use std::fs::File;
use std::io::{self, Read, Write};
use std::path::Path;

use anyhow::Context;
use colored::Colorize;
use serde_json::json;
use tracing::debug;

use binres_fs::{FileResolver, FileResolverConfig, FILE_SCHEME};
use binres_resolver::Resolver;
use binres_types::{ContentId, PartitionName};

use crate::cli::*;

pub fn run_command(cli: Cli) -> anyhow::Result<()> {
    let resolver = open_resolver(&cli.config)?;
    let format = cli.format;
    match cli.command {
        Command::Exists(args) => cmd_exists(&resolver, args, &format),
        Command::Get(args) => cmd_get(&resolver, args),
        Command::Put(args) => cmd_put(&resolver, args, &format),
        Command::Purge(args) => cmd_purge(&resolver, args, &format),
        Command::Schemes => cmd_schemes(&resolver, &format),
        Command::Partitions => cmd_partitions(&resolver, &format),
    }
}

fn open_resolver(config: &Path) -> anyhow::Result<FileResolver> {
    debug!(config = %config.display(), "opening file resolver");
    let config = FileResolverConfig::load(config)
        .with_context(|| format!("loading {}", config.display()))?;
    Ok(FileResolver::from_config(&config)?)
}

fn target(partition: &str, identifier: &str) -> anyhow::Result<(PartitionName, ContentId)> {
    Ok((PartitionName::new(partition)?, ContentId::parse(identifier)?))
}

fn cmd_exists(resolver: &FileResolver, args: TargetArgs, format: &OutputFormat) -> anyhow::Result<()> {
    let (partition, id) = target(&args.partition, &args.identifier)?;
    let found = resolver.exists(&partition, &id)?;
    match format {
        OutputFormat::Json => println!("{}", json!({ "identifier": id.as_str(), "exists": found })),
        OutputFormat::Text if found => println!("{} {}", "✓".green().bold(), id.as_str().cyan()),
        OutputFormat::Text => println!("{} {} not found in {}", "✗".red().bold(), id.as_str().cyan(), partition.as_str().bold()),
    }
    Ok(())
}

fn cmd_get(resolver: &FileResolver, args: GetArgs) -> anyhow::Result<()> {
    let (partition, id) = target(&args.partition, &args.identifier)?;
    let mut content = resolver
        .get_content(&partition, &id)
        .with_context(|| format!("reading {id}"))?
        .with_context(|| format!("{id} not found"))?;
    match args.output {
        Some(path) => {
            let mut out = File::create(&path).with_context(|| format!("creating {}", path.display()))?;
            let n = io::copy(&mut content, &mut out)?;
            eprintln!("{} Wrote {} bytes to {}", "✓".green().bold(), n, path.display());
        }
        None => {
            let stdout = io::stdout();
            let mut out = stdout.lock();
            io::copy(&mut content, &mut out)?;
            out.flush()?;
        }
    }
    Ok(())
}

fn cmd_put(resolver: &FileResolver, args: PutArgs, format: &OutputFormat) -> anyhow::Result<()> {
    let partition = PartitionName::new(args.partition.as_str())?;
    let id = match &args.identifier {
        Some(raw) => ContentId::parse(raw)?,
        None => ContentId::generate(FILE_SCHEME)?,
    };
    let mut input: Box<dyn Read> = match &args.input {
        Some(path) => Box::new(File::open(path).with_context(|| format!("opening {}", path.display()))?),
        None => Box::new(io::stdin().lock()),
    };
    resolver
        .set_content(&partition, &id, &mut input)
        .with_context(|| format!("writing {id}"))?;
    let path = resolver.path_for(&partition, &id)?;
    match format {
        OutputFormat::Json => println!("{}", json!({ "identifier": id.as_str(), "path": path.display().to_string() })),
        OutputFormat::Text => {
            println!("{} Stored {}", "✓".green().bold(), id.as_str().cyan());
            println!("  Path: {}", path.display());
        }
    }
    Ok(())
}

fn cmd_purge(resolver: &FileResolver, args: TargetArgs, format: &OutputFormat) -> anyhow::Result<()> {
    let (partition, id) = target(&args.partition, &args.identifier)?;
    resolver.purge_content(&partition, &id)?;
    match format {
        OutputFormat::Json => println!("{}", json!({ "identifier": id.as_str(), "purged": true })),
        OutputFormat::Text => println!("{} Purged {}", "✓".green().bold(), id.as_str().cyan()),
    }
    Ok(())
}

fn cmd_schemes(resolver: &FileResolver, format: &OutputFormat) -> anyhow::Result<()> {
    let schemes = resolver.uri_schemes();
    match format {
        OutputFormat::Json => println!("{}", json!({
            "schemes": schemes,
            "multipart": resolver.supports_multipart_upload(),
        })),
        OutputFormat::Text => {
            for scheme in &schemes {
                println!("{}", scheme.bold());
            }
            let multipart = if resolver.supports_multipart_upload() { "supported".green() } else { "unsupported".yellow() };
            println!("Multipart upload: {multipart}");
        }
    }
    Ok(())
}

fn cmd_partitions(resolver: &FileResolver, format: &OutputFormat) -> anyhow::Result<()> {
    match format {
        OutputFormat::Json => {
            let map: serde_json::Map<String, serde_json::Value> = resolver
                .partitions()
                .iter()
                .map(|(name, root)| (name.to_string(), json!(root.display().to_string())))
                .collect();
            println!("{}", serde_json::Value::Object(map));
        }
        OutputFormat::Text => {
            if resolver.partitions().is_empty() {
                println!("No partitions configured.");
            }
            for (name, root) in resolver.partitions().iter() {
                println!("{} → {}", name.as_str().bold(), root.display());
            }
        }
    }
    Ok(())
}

THE PROBLEM: In full and without alteration, reproduce the records above.

RESPONSE:
use std::fs::File;
use std::io::{self, Read, Write};
use std::path::Path;

use anyhow::Context;
use colored::Colorize;
use serde_json::json;
use tracing::debug;

use binres_fs::{FileResolver, FileResolverConfig, FILE_SCHEME};
use binres_resolver::Resolver;
use binres_types::{ContentId, PartitionName};

use crate::cli::*;

pub fn run_command(cli: Cli) -> anyhow::Result<()> {
    let resolver = open_resolver(&cli.config)?;
    let format = cli.format;
    match cli.command {
        Command::Exists(args) => cmd_exists(&resolver, args, &format),
        Command::Get(args) => cmd_get(&resolver, args),
        Command::Put(args) => cmd_put(&resolver, args, &format),
        Command::Purge(args) => cmd_purge(&resolver, args, &format),
        Command::Schemes => cmd_schemes(&resolver, &format),
        Command::Partitions => cmd_partitions(&resolver, &format),
    }
}

fn open_resolver(config: &Path) -> anyhow::Result<FileResolver> {
    debug!(config = %config.display(), "opening file resolver");
    let config = FileResolverConfig::load(config)
        .with_context(|| format!("loading {}", config.display()))?;
    Ok(FileResolver::from_config(&config)?)
}

fn target(partition: &str, identifier: &str) -> anyhow::Result<(PartitionName, ContentId)> {
    Ok((PartitionName::new(partition)?, ContentId::parse(identifier)?))
}

fn cmd_exists(resolver: &FileResolver, args: TargetArgs, format: &OutputFormat) -> anyhow::Result<()> {
    let (partition, id) = target(&args.partition, &args.identifier)?;
    let found = resolver.exists(&partition, &id)?;
    match format {
        OutputFormat::Json => println!("{}", json!({ "identifier": id.as_str(), "exists": found })),
        OutputFormat::Text if found => println!("{} {}", "✓".green().bold(), id.as_str().cyan()),
        OutputFormat::Text => println!("{} {} not found in {}", "✗".red().bold(), id.as_str().cyan(), partition.as_str().bold()),
    }
    Ok(())
}

fn cmd_get(resolver: &FileResolver, args: GetArgs) -> anyhow::Result<()> {
    let (partition, id) = target(&args.partition, &args.identifier)?;
    let mut content = resolver
        .get_content(&partition, &id)
        .with_context(|| format!("reading {id}"))?
        .with_context(|| format!("{id} not found"))?;
    match args.output {
        Some(path) => {
            let mut out = File::create(&path).with_context(|| format!("creating {}", path.display()))?;
            let n = io::copy(&mut content, &mut out)?;
            eprintln!("{} Wrote {} bytes to {}", "✓".green().bold(), n, path.display());
        }
        None => {
            let stdout = io::stdout();
            let mut out = stdout.lock();
            io::copy(&mut content, &mut out)?;
            out.flush()?;
        }
    }
    Ok(())
}

fn cmd_put(resolver: &FileResolver, args: PutArgs, format: &OutputFormat) -> anyhow::Result<()> {
    let partition = PartitionName::new(args.partition.as_str())?;
    let id = match &args.identifier {
        Some(raw) => ContentId::parse(raw)?,
        None => ContentId::generate(FILE_SCHEME)?,
    };
    let mut input: Box<dyn Read> = match &args.input {
        Some(path) => Box::new(File::open(path).with_context(|| format!("opening {}", path.display()))?),
        None => Box::new(io::stdin().lock()),
    };
    resolver
        .set_content(&partition, &id, &mut input)
        .with_context(|| format!("writing {id}"))?;
    let path = resolver.path_for(&partition, &id)?;
    match format {
        OutputFormat::Json => println!("{}", json!({ "identifier": id.as_str(), "path": path.display().to_string() })),
        OutputFormat::Text => {
            println!("{} Stored {}", "✓".green().bold(), id.as_str().cyan());
            println!("  Path: {}", path.display());
        }
    }
    Ok(())
}

fn cmd_purge(resolver: &FileResolver, args: TargetArgs, format: &OutputFormat) -> anyhow::Result<()> {
    let (partition, id) = target(&args.partition, &args.identifier)?;
    resolver.purge_content(&partition, &id)?;
    match format {
        OutputFormat::Json => println!("{}", json!({ "identifier": id.as_str(), "purged": true })),
        OutputFormat::Text => println!("{} Purged {}", "✓".green().bold(), id.as_str().cyan()),
    }
    Ok(())
}

fn cmd_schemes(resolver: &FileResolver, format: &OutputFormat) -> anyhow::Result<()> {
    let schemes = resolver.uri_schemes();
    match format {
        OutputFormat::Json => println!("{}", json!({
            "schemes": schemes,
            "multipart": resolver.supports_multipart_upload(),
        })),
        OutputFormat::Text => {
            for scheme in &schemes {
                println!("{}", scheme.bold());
            }
            let multipart = if resolver.supports_multipart_upload() { "supported".green() } else { "unsupported".yellow() };
            println!("Multipart upload: {multipart}");
        }
    }
    Ok(())
}

fn cmd_partitions(resolver: &FileResolver, format: &OutputFormat) -> anyhow::Result<()> {
    match format {
        OutputFormat::Json => {
            let map: serde_json::Map<String, serde_json::Value> = resolver
                .partitions()
                .iter()
                .map(|(name, root)| (name.to_string(), json!(root.display().to_string())))
                .collect();
            println!("{}", serde_json::Value::Object(map));
        }
        OutputFormat::Text => {
            if resolver.partitions().is_empty() {
                println!("No partitions configured.");
            }
            for (name, root) in resolver.partitions().iter() {
                println!("{} → {}", name.as_str().bold(), root.display());
            }
        }
    }
    Ok(())
}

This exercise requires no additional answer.